À St-Etienne, Mustapha Bayal Sall (25 ans), Sylvain Monsoreau (30 ans) et Boubacar Sanogo (28 ans) composent le loft le plus cher de France (4,5 M€ de salaire jeté par les fenêtres). Mais ce n’est rien comparé à celui de la Juventus Turin. La Vieille Dame ne dispute aucune compétition continentale cette saison, mais se permet le luxe de disposer d’un effectif pléthorique à tous les compartiments du jeu. Parmi ce loft prestigieux, de grands noms du football italien, mais également des recrues en grande difficulté.

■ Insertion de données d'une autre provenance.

//! In-memory [`ManagementClient`] for lifecycle tests

use std::collections::{HashMap, VecDeque};
use std::sync::{Arc, Mutex};
use std::time::Duration;

use async_trait::async_trait;
use serde_json::Value as Json;
use stratus_core::poller::{Completed, LongRunningOperation};

use crate::client::{ApiError, ApiResult, ManagementClient};
use crate::config::ProviderConfig;
use crate::lifecycle::ProviderContext;

pub const SUBSCRIPTION: &str = "0000";

#[derive(Debug, Clone, PartialEq)]
pub enum Call {
    Get(String),
    Put(String, Json),
    Patch(String, Json),
    Delete(String),
    List(String),
}

#[derive(Default)]
pub struct FakeClient {
    resources: Mutex<HashMap<String, Json>>,
    collections: Mutex<HashMap<String, Vec<Json>>>,
    /// Responses consumed by GETs before falling back to stored resources; `None` is a 404
    scripted_gets: Mutex<HashMap<String, VecDeque<Option<Json>>>>,
    calls: Mutex<Vec<Call>>,
    put_delay: Option<Duration>,
}

fn key(id: &str) -> String {
    id.to_lowercase()
}

fn not_found(id: &str) -> ApiError {
    ApiError::NotFound {
        url: id.to_string(),
    }
}

impl FakeClient {
    pub fn new() -> Self {
        Self::default()
    }

    /// Delay every PUT between receiving and storing the body
    pub fn with_put_delay(mut self, delay: Duration) -> Self {
        self.put_delay = Some(delay);
        self
    }

    pub fn insert(&self, id: &str, body: Json) {
        self.resources.lock().unwrap().insert(key(id), body);
    }

    pub fn resource(&self, id: &str) -> Option<Json> {
        self.resources.lock().unwrap().get(&key(id)).cloned()
    }

    pub fn set_collection(&self, id: &str, items: Vec<Json>) {
        self.collections.lock().unwrap().insert(key(id), items);
    }

    pub fn script_gets(&self, id: &str, responses: Vec<Option<Json>>) {
        self.scripted_gets
            .lock()
            .unwrap()
            .insert(key(id), responses.into());
    }

    pub fn calls(&self) -> Vec<Call> {
        self.calls.lock().unwrap().clone()
    }

    pub fn puts(&self) -> Vec<(String, Json)> {
        self.calls()
            .into_iter()
            .filter_map(|c| match c {
                Call::Put(id, body) => Some((id, body)),
                _ => None,
            })
            .collect()
    }

    pub fn deletes(&self) -> Vec<String> {
        self.calls()
            .into_iter()
            .filter_map(|c| match c {
                Call::Delete(id) => Some(id),
                _ => None,
            })
            .collect()
    }

    pub fn gets_of(&self, id: &str) -> usize {
        self.calls()
            .iter()
            .filter(|c| matches!(c, Call::Get(got) if got.eq_ignore_ascii_case(id)))
            .count()
    }

    fn record(&self, call: Call) {
        self.calls.lock().unwrap().push(call);
    }
}

#[async_trait]
impl ManagementClient for FakeClient {
    async fn get(&self, id: &str, _api_version: &str) -> ApiResult<Json> {
        self.record(Call::Get(id.to_string()));

        let scripted = self
            .scripted_gets
            .lock()
            .unwrap()
            .get_mut(&key(id))
            .and_then(VecDeque::pop_front);
        if let Some(response) = scripted {
            return response.ok_or_else(|| not_found(id));
        }

        self.resource(id).ok_or_else(|| not_found(id))
    }

    async fn put(
        &self,
        id: &str,
        _api_version: &str,
        mut body: Json,
    ) -> ApiResult<Box<dyn LongRunningOperation>> {
        self.record(Call::Put(id.to_string(), body.clone()));
        if let Some(delay) = self.put_delay {
            tokio::time::sleep(delay).await;
        }
        if let Some(obj) = body.as_object_mut() {
            obj.insert("id".to_string(), Json::String(id.to_string()));
        }
        self.insert(id, body);
        Ok(Box::new(Completed))
    }

    async fn patch(
        &self,
        id: &str,
        _api_version: &str,
        body: Json,
    ) -> ApiResult<Box<dyn LongRunningOperation>> {
        self.record(Call::Patch(id.to_string(), body.clone()));
        let mut resources = self.resources.lock().unwrap();
        let current = resources.get_mut(&key(id)).ok_or_else(|| not_found(id))?;
        crate::utils::merge_json(current, body);
        Ok(Box::new(Completed))
    }

    async fn delete(
        &self,
        id: &str,
        _api_version: &str,
    ) -> ApiResult<Box<dyn LongRunningOperation>> {
        self.record(Call::Delete(id.to_string()));
        match self.resources.lock().unwrap().remove(&key(id)) {
            Some(_) => Ok(Box::new(Completed)),
            None => Err(not_found(id)),
        }
    }

    async fn list(&self, collection_id: &str, _api_version: &str) -> ApiResult<Vec<Json>> {
        self.record(Call::List(collection_id.to_string()));
        Ok(self
            .collections
            .lock()
            .unwrap()
            .get(&key(collection_id))
            .cloned()
            .unwrap_or_default())
    }
}

/// Context over `client` with short poll intervals
pub fn context(client: Arc<FakeClient>) -> ProviderContext {
    let mut config = ProviderConfig::new(SUBSCRIPTION);
    config.operation_poll_interval = Duration::from_millis(10);
    ProviderContext::new(client, config)
}
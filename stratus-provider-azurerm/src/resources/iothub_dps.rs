//! IoT Hub Device Provisioning Service

use std::collections::HashMap;

use async_trait::async_trait;
use serde_json::{Value as Json, json};
use stratus_core::identifier::ResourceIdentifier;
use stratus_core::provider::{ProviderError, ProviderResult};
use stratus_core::resource::{Attributes, Resource, Value};
use stratus_core::schema::{AttributeSchema, AttributeType, ResourceSchema, types};

use crate::config::ProviderConfig;
use crate::lifecycle::{DeletionCheck, ProviderContext, StandaloneKind, require_segments};
use crate::utils::{expand_tags, flatten_tags, normalize_location, pointer, set_from, str_at};

use super::{check_pattern, check_range, location_attribute, resource_group_attribute, tags_attribute};

pub const TYPE_NAME: &str = "iothub_dps";

const API_VERSION: &str = "2018-01-22";

fn service_name() -> AttributeType {
    AttributeType::Custom {
        name: "IotHubName".to_string(),
        base: Box::new(AttributeType::String),
        validate: |value| {
            check_pattern(
                value,
                r"^[-a-zA-Z0-9]{3,50}$",
                "must be between 3 and 50 characters and contain only letters, numbers or hyphens",
            )
        },
    }
}

fn sku() -> AttributeType {
    AttributeType::Block(vec![
        AttributeSchema::new("name", AttributeType::enumeration(&["S1"])).required(),
        AttributeSchema::new(
            "capacity",
            AttributeType::Custom {
                name: "Capacity".to_string(),
                base: Box::new(AttributeType::Int),
                validate: |value| check_range(value, 1, 200),
            },
        )
        .required(),
    ])
}

fn linked_hub() -> AttributeType {
    AttributeType::Block(vec![
        AttributeSchema::new("connection_string", types::non_empty_string())
            .required()
            .sensitive(),
        AttributeSchema::new("location", types::non_empty_string()).required(),
        AttributeSchema::new("apply_allocation_policy", AttributeType::Bool).with_default(false),
        AttributeSchema::new(
            "allocation_weight",
            AttributeType::Custom {
                name: "AllocationWeight".to_string(),
                base: Box::new(AttributeType::Int),
                validate: |value| check_range(value, 0, 1000),
            },
        )
        .with_default(0i64),
        AttributeSchema::new("hostname", AttributeType::String).computed(),
    ])
}

pub struct IotHubDps;

pub struct LinkedHub {
    pub connection_string: String,
    pub location: String,
    pub apply_allocation_policy: bool,
    pub allocation_weight: i64,
}

pub struct DpsConfig {
    pub name: String,
    pub resource_group_name: String,
    pub location: String,
    pub sku_name: String,
    pub sku_capacity: i64,
    pub linked_hubs: Vec<LinkedHub>,
    pub allocation_policy: String,
    pub tags: Option<HashMap<String, Value>>,
}

fn parse_linked_hub(value: &Value) -> ProviderResult<LinkedHub> {
    let hub = value
        .as_map()
        .ok_or_else(|| ProviderError::invalid_config("linked_hub entries must be blocks"))?;
    Ok(LinkedHub {
        connection_string: hub.require_str("connection_string")?.to_string(),
        location: normalize_location(hub.require_str("location")?),
        apply_allocation_policy: hub.get_bool_or("apply_allocation_policy", false),
        allocation_weight: hub.get_int("allocation_weight").unwrap_or(0),
    })
}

Si Fabio Grosso profite de son confortable salaire (1,5 M€ par an), il n’a guère l’occasion de porter le maillot turinois et pourrait bien prendre la poudre d’escampette cet hiver. Ce qui n’est pas le cas de la recrue estivale néerlandaise Eljero Elia. Recruté fin aout pour près de 10 M€ et qui émarge à 1,5 M€ par an, il n’a disputé que 45 minutes avec la Juve depuis son arrivée, ce qui fait relativement cher la minute jouée. Un comble pour l’ancien Hambourgeois qui compte quatre sélections avec les Pays Bas depuis son arrivée en Italie.

Mais le plus gros du loft se situe en attaque puisque la Juventus dispose de huit attaquants valides de haut niveau. Quatre attaquants sont de trop et pas des moindres. Luca Toni (3 M€ par an), Amauri (4,2 M€ par an), Vincenzo Iaquinta (2,5 M€ par an) et Fabio Quagliarella (2 M€ par an). Quatre anciens internationaux italiens qui culminent à près de 11,7 M€ de salaire annuel pour un temps de jeu qui frise le néant. Ces quatre joueurs sont d’ailleurs annoncés sur le départ et pourraient bien animer le mercato hivernal. Il vaut mieux d’ailleurs. Car avec des pertes colossales, la Juventus Turin ne peut se permettre de jeter l’argent par les fenêtres de la sorte, sous peine de se faire rattraper par la patrouille. Il est bon de rappeler que le fair-play financier souhaité par Michel Platini ne devrait guère apprécier une telle gestion chaotique de sa masse salariale.